-- PROBLEM STATEMENT --
Count every line of the data that includes "ApiError". State only the number.

-- EXERCISE DATA --
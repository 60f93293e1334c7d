use crate::config::schema::ServerConfig;
use crate::dispatch::SynthesisOutput;
use crate::error::{Result, VoiceError};
use crate::server::handlers::{
    CatalogEntry, HealthResponse, LanguageRequest, MessageResponse, ModelRequest, ServiceInfo,
    StatusResponse, TtsRequest,
};
use crate::store::ModelState;
use reqwest::{RequestBuilder, StatusCode};
use serde::de::DeserializeOwned;
use std::time::Duration;

/// Synthesis can take minutes on CPU
const REQUEST_TIMEOUT: Duration = Duration::from_secs(600);

/// HTTP client for a running voicestudio server
#[derive(Debug, Clone)]
pub struct ApiClient {
    client: reqwest::Client,
    base_url: String,
}

impl ApiClient {
    /// Create client for the server at `base_url`, e.g. `http://127.0.0.1:8000`
    pub fn new(base_url: impl Into<String>) -> Self {
        let base_url = base_url.into().trim_end_matches('/').to_string();
        Self {
            client: reqwest::Client::new(),
            base_url,
        }
    }

    /// Client for the server described by `config`
    ///
    /// A wildcard bind address is reached through loopback.
    #[must_use]
    pub fn from_config(config: &ServerConfig) -> Self {
        let host = match config.host.as_str() {
            "0.0.0.0" | "::" | "" => "127.0.0.1",
            host => host,
        };
        Self::new(format!("http://{host}:{}", config.port))
    }

    #[must_use]
    pub fn base_url(&self) -> &str {
        &self.base_url
    }

    fn url(&self, path: &str) -> String {
        format!("{}{path}", self.base_url)
    }

    pub async fn info(&self) -> Result<ServiceInfo> {
        self.send(self.client.get(self.url("/")), None).await
    }

    pub async fn health(&self) -> Result<HealthResponse> {
        self.send(self.client.get(self.url("/health")), None).await
    }

    pub async fn catalog(&self) -> Result<Vec<CatalogEntry>> {
        self.send(self.client.get(self.url("/models/catalog")), None)
            .await
    }

    pub async fn loaded_models(&self) -> Result<Vec<String>> {
        self.send(self.client.get(self.url("/models/load")), None)
            .await
    }

    pub async fn load_model(&self, model_id: &str) -> Result<StatusResponse> {
        let body = ModelRequest {
            model_id: model_id.to_string(),
        };
        self.send(
            self.client.post(self.url("/models/load")).json(&body),
            Some(model_id),
        )
        .await
    }

    pub async fn unload_model(&self, model_id: &str) -> Result<StatusResponse> {
        let body = ModelRequest {
            model_id: model_id.to_string(),
        };
        self.send(
            self.client.post(self.url("/models/unload")).json(&body),
            Some(model_id),
        )
        .await
    }

    pub async fn synthesize(&self, model_id: &str, text: &str) -> Result<SynthesisOutput> {
        let body = TtsRequest {
            text: text.to_string(),
            model_id: model_id.to_string(),
        };
        self.send(self.client.post(self.url("/tts")).json(&body), Some(model_id))
            .await
    }

    pub async fn change_language(
        &self,
        model_id: &str,
        lang_code: &str,
        voice: Option<&str>,
    ) -> Result<MessageResponse> {
        let body = LanguageRequest {
            model_id: model_id.to_string(),
            lang_code: lang_code.to_string(),
            voice: voice.map(ToString::to_string),
        };
        self.send(
            self.client.post(self.url("/change-language")).json(&body),
            Some(model_id),
        )
        .await
    }

    /// Recorded download states, optionally only for `model_ids`
    pub async fn download_states(&self, model_ids: Option<&[String]>) -> Result<Vec<ModelState>> {
        let mut request = self.client.get(self.url("/models/download"));
        if let Some(ids) = model_ids {
            request = request.query(&[("model_ids", ids.join(","))]);
        }
        self.send(request, None).await
    }

    async fn send<T: DeserializeOwned>(
        &self,
        request: RequestBuilder,
        model_id: Option<&str>,
    ) -> Result<T> {
        let response = request
            .timeout(REQUEST_TIMEOUT)
            .send()
            .await
            .map_err(|e| {
                VoiceError::Other(format!(
                    "Could not connect to server at {}. Is it running? Error: {e}",
                    self.base_url
                ))
            })?;

        let status = response.status();
        if status.is_success() {
            return response
                .json()
                .await
                .map_err(|e| VoiceError::Other(format!("Invalid response: {e}")));
        }

        let body = response.text().await.unwrap_or_default();
        Err(error_from_response(status, &body, model_id))
    }
}

/// Turn an error response back into the matching error kind
fn error_from_response(status: StatusCode, body: &str, model_id: Option<&str>) -> VoiceError {
    let message = serde_json::from_str::<serde_json::Value>(body)
        .ok()
        .and_then(|json| json["error"]["message"].as_str().map(ToString::to_string))
        .unwrap_or_else(|| body.to_string());

    match (status, model_id) {
        (StatusCode::NOT_FOUND, Some(id)) => VoiceError::UnknownModel {
            id: id.to_string(),
            suggestion: None,
        },
        (StatusCode::BAD_REQUEST, _) => VoiceError::InvalidRequest(message),
        _ => VoiceError::Other(format!("API error ({status}): {message}")),
    }
}
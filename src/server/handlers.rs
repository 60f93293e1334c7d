//! HTTP endpoints

use crate::dispatch::SynthesisOutput;
use crate::server::error::ApiError;
use crate::server::AppState;
use crate::store::ModelState;
use axum::{
    extract::{
        rejection::{JsonRejection, QueryRejection},
        Query, State,
    },
    Json,
};
use serde::{Deserialize, Serialize};

#[derive(Debug, Serialize, Deserialize)]
pub struct ServiceInfo {
    pub message: String,
    pub version: String,
    pub status: String,
}

pub async fn index() -> Json<ServiceInfo> {
    Json(ServiceInfo {
        message: "Voice Studio Models".to_string(),
        version: env!("CARGO_PKG_VERSION").to_string(),
        status: "online".to_string(),
    })
}

#[derive(Debug, Serialize, Deserialize)]
pub struct HealthResponse {
    pub status: String,
    pub loaded_models: Vec<String>,
    pub workers: usize,
    pub busy: usize,
    pub queued: usize,
}

pub async fn health(State(state): State<AppState>) -> Json<HealthResponse> {
    let stats = state.dispatcher.stats();
    Json(HealthResponse {
        status: "ok".to_string(),
        loaded_models: state.registry.list_loaded(),
        workers: stats.workers,
        busy: stats.busy,
        queued: stats.queued,
    })
}

#[derive(Debug, Serialize, Deserialize)]
pub struct TtsRequest {
    pub text: String,
    pub model_id: String,
}

pub async fn text_to_speech(
    State(state): State<AppState>,
    body: Result<Json<TtsRequest>, JsonRejection>,
) -> Result<Json<SynthesisOutput>, ApiError> {
    let Json(request) = body?;
    let output = state
        .speech
        .synthesize(&request.model_id, &request.text)
        .await?;
    Ok(Json(output))
}

#[derive(Debug, Serialize, Deserialize)]
pub struct LanguageRequest {
    pub model_id: String,
    pub lang_code: String,
    #[serde(default, skip_serializing_if = "Option::is_none")]
    pub voice: Option<String>,
}

#[derive(Debug, Serialize, Deserialize)]
pub struct MessageResponse {
    pub message: String,
}

pub async fn change_language(
    State(state): State<AppState>,
    body: Result<Json<LanguageRequest>, JsonRejection>,
) -> Result<Json<MessageResponse>, ApiError> {
    let Json(request) = body?;
    state
        .speech
        .change_language(&request.model_id, &request.lang_code, request.voice.as_deref())
        .await?;

    Ok(Json(MessageResponse {
        message: "Language changed successfully".to_string(),
    }))
}

#[derive(Debug, Serialize, Deserialize)]
pub struct ModelRequest {
    pub model_id: String,
}

#[derive(Debug, Serialize, Deserialize)]
pub struct StatusResponse {
    pub status: String,
    pub message: String,
}

/// Instantiate a model ahead of its first synthesis
pub async fn load_model(
    State(state): State<AppState>,
    body: Result<Json<ModelRequest>, JsonRejection>,
) -> Result<Json<StatusResponse>, ApiError> {
    let Json(request) = body?;
    state.registry.catalog().require(&request.model_id)?;

    let registry = state.registry.clone();
    let model_id = request.model_id.clone();
    state
        .dispatcher
        .run(move || registry.load(&model_id).map(drop))
        .await?;

    Ok(Json(StatusResponse {
        status: "success".to_string(),
        message: format!("Model {} loaded successfully", request.model_id),
    }))
}

/// Drop a loaded model; succeeds whether or not it was loaded
pub async fn unload_model(
    State(state): State<AppState>,
    body: Result<Json<ModelRequest>, JsonRejection>,
) -> Result<Json<StatusResponse>, ApiError> {
    let Json(request) = body?;
    state.registry.unload(&request.model_id);

    Ok(Json(StatusResponse {
        status: "success".to_string(),
        message: format!("Model {} unloaded successfully", request.model_id),
    }))
}

pub async fn loaded_models(State(state): State<AppState>) -> Json<Vec<String>> {
    let mut ids = state.registry.list_loaded();
    ids.sort();
    Json(ids)
}

#[derive(Debug, Default, Deserialize)]
pub struct StatesQuery {
    /// Comma separated identifiers
    pub model_ids: Option<String>,
}

impl StatesQuery {
    fn ids(&self) -> Option<Vec<String>> {
        self.model_ids.as_ref().map(|raw| {
            raw.split(',')
                .map(str::trim)
                .filter(|id| !id.is_empty())
                .map(ToString::to_string)
                .collect()
        })
    }
}

pub async fn download_states(
    State(state): State<AppState>,
    query: Result<Query<StatesQuery>, QueryRejection>,
) -> Result<Json<Vec<ModelState>>, ApiError> {
    let Query(query) = query?;
    let ids = query.ids();
    let states = state.store.list(ids.as_deref()).await?;
    Ok(Json(states))
}

#[derive(Debug, Serialize, Deserialize)]
pub struct CatalogEntry {
    pub model_id: String,
    pub description: String,
    pub size_mb: u64,
    pub default_lang: String,
    pub default_voice: String,
}

pub async fn catalog(State(state): State<AppState>) -> Json<Vec<CatalogEntry>> {
    let entries = state
        .registry
        .catalog()
        .iter()
        .map(|info| CatalogEntry {
            model_id: info.id.to_string(),
            description: info.description.to_string(),
            size_mb: info.size_mb,
            default_lang: info.default_lang.to_string(),
            default_voice: info.default_voice.to_string(),
        })
        .collect();
    Json(entries)
}
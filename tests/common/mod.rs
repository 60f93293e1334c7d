#![allow(dead_code)]

use parking_lot::Mutex;
use std::path::{Path, PathBuf};
use std::sync::atomic::{AtomicUsize, Ordering};
use std::sync::Arc;
use std::time::Duration;
use voicestudio::error::{Result, VoiceError};
use voicestudio::models::{Catalog, ModelFactory, ModelInfo, ModelRegistry, SpeechModel};

pub const ALPHA: ModelInfo = ModelInfo {
    id: "alpha",
    description: "Test model alpha",
    size_mb: 1,
    hf_repo: "test/alpha",
    hf_revision: "main",
    files: &[],
    default_lang: "a",
    default_voice: "voice_a",
    output_subdir: "alpha",
};

pub const BETA: ModelInfo = ModelInfo {
    id: "beta",
    description: "Test model beta",
    size_mb: 2,
    hf_repo: "test/beta",
    hf_revision: "main",
    files: &[],
    default_lang: "b",
    default_voice: "voice_b",
    output_subdir: "beta",
};

pub fn test_catalog() -> Catalog {
    Catalog::new(vec![ALPHA, BETA])
}

/// Counters shared between a [`FakeFactory`] and the test observing it
#[derive(Debug, Default)]
pub struct FakeStats {
    pub constructions: AtomicUsize,
    pub downloads: AtomicUsize,
    pub active_downloads: AtomicUsize,
    pub peak_downloads: AtomicUsize,
    pub syntheses: AtomicUsize,
    pub last_language: Mutex<Option<(String, Option<String>)>>,
}

impl FakeStats {
    pub fn constructions(&self) -> usize {
        self.constructions.load(Ordering::SeqCst)
    }

    pub fn downloads(&self) -> usize {
        self.downloads.load(Ordering::SeqCst)
    }
}

/// Builds [`FakeModel`]s with configurable latency and failures
#[derive(Debug, Default, Clone)]
pub struct FakeFactory {
    pub stats: Arc<FakeStats>,
    pub construct_delay: Duration,
    pub synth_delay: Duration,
    pub download_delay: Duration,
    pub fail_download: bool,
    pub fail_synthesis: bool,
}

impl FakeFactory {
    pub fn registry(&self) -> Arc<ModelRegistry> {
        Arc::new(ModelRegistry::new(test_catalog(), self.clone()))
    }
}

impl ModelFactory for FakeFactory {
    fn create(&self, info: &ModelInfo) -> Result<Box<dyn SpeechModel>> {
        std::thread::sleep(self.construct_delay);
        self.stats.constructions.fetch_add(1, Ordering::SeqCst);
        Ok(Box::new(FakeModel {
            factory: self.clone(),
            lang: info.default_lang.to_string(),
            voice: info.default_voice.to_string(),
        }))
    }
}

/// Writes a short silent WAV instead of real speech
#[derive(Debug)]
pub struct FakeModel {
    factory: FakeFactory,
    lang: String,
    voice: String,
}

impl SpeechModel for FakeModel {
    fn generate_audio(&mut self, text: &str, output: &Path) -> Result<PathBuf> {
        std::thread::sleep(self.factory.synth_delay);
        if self.factory.fail_synthesis {
            return Err(VoiceError::Synthesis(format!("cannot say '{text}'")));
        }

        write_silence(output)?;
        self.factory.stats.syntheses.fetch_add(1, Ordering::SeqCst);
        Ok(output.to_path_buf())
    }

    fn change_language(&mut self, lang_code: &str, voice: Option<&str>) -> Result<()> {
        self.lang = lang_code.to_string();
        if let Some(voice) = voice {
            self.voice = voice.to_string();
        }
        *self.factory.stats.last_language.lock() =
            Some((self.lang.clone(), voice.map(ToString::to_string)));
        Ok(())
    }

    fn download(&mut self) -> Result<()> {
        let stats = &self.factory.stats;
        let active = stats.active_downloads.fetch_add(1, Ordering::SeqCst) + 1;
        stats.peak_downloads.fetch_max(active, Ordering::SeqCst);

        std::thread::sleep(self.factory.download_delay);

        stats.active_downloads.fetch_sub(1, Ordering::SeqCst);
        stats.downloads.fetch_add(1, Ordering::SeqCst);

        if self.factory.fail_download {
            return Err(VoiceError::Download("network unreachable".to_string()));
        }
        Ok(())
    }
}

fn write_silence(path: &Path) -> Result<()> {
    let spec = hound::WavSpec {
        channels: 1,
        sample_rate: 24000,
        bits_per_sample: 16,
        sample_format: hound::SampleFormat::Int,
    };
    let mut writer = hound::WavWriter::create(path, spec)
        .map_err(|e| VoiceError::Synthesis(format!("Failed to create WAV: {e}")))?;
    for _ in 0..240 {
        writer
            .write_sample(0i16)
            .map_err(|e| VoiceError::Synthesis(format!("Failed to write WAV: {e}")))?;
    }
    writer
        .finalize()
        .map_err(|e| VoiceError::Synthesis(format!("Failed to finalize WAV: {e}")))
}
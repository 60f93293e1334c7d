//! HTTP and WebSocket surface
//!
//! Translates requests into registry, dispatcher and orchestrator calls. Generated
//! audio is served from the output directory under `/output`.

pub mod error;
pub mod handlers;
pub mod ws;

pub use error::ApiError;

use crate::dispatch::{SpeechService, WorkDispatcher};
use crate::download::DownloadOrchestrator;
use crate::error::Result;
use crate::models::ModelRegistry;
use crate::store::StatusStore;
use axum::{
    routing::{get, post},
    Router,
};
use std::future::Future;
use std::path::PathBuf;
use std::sync::Arc;
use tokio::net::TcpListener;
use tokio::signal;
use tower_http::cors::{Any, CorsLayer};
use tower_http::services::ServeDir;
use tower_http::trace::TraceLayer;

/// Shared state handed to every handler
#[derive(Clone)]
pub struct AppState {
    pub registry: Arc<ModelRegistry>,
    pub dispatcher: Arc<WorkDispatcher>,
    pub store: Arc<dyn StatusStore>,
    pub speech: SpeechService,
    pub downloads: Arc<DownloadOrchestrator>,
}

impl AppState {
    /// Wire the services around one registry, dispatcher and store
    pub fn new(
        registry: Arc<ModelRegistry>,
        dispatcher: Arc<WorkDispatcher>,
        store: Arc<dyn StatusStore>,
        output_dir: impl Into<PathBuf>,
        extension: impl Into<String>,
    ) -> Self {
        let speech = SpeechService::new(
            Arc::clone(&registry),
            Arc::clone(&dispatcher),
            output_dir,
            extension,
        );
        let downloads = Arc::new(DownloadOrchestrator::new(
            Arc::clone(&registry),
            Arc::clone(&store),
        ));

        Self {
            registry,
            dispatcher,
            store,
            speech,
            downloads,
        }
    }
}

/// Create the API router
pub fn create_router(state: AppState) -> Router {
    let output_dir = state.speech.output_dir().to_path_buf();

    Router::new()
        .route("/", get(handlers::index))
        .route("/health", get(handlers::health))
        .route("/tts", post(handlers::text_to_speech))
        .route("/change-language", post(handlers::change_language))
        .route(
            "/models/load",
            get(handlers::loaded_models).post(handlers::load_model),
        )
        .route("/models/unload", post(handlers::unload_model))
        .route("/models/download", get(handlers::download_states))
        .route("/models/catalog", get(handlers::catalog))
        .route("/ws/download-model", get(ws::download_model))
        .nest_service("/output", ServeDir::new(output_dir))
        .layer(TraceLayer::new_for_http())
        .layer(
            CorsLayer::new()
                .allow_origin(Any)
                .allow_methods(Any)
                .allow_headers(Any),
        )
        .with_state(state)
}

/// Serve on `listener` until `shutdown` resolves
pub async fn serve<F>(listener: TcpListener, state: AppState, shutdown: F) -> Result<()>
where
    F: Future<Output = ()> + Send + 'static,
{
    if let Err(e) = tokio::fs::create_dir_all(state.speech.output_dir()).await {
        tracing::warn!(
            "Could not create output dir {}: {e}",
            state.speech.output_dir().display()
        );
    }

    let app = create_router(state);
    axum::serve(listener, app)
        .with_graceful_shutdown(shutdown)
        .await?;
    Ok(())
}

/// Resolve on Ctrl+C or SIGTERM
pub async fn shutdown_signal() {
    let ctrl_c = async {
        if let Err(e) = signal::ctrl_c().await {
            tracing::error!("Failed to install Ctrl+C handler: {e}");
            std::future::pending::<()>().await;
        }
    };

    #[cfg(unix)]
    let terminate = async {
        match signal::unix::signal(signal::unix::SignalKind::terminate()) {
            Ok(mut sigterm) => {
                sigterm.recv().await;
            }
            Err(e) => {
                tracing::error!("Failed to install SIGTERM handler: {e}");
                std::future::pending::<()>().await;
            }
        }
    };

    #[cfg(not(unix))]
    let terminate = std::future::pending::<()>();

    tokio::select! {
        () = ctrl_c => {
            tracing::info!("Received Ctrl+C, shutting down...");
        },
        () = terminate => {
            tracing::info!("Received SIGTERM, shutting down...");
        },
    }
}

-- COMPLETED EXERCISE --
7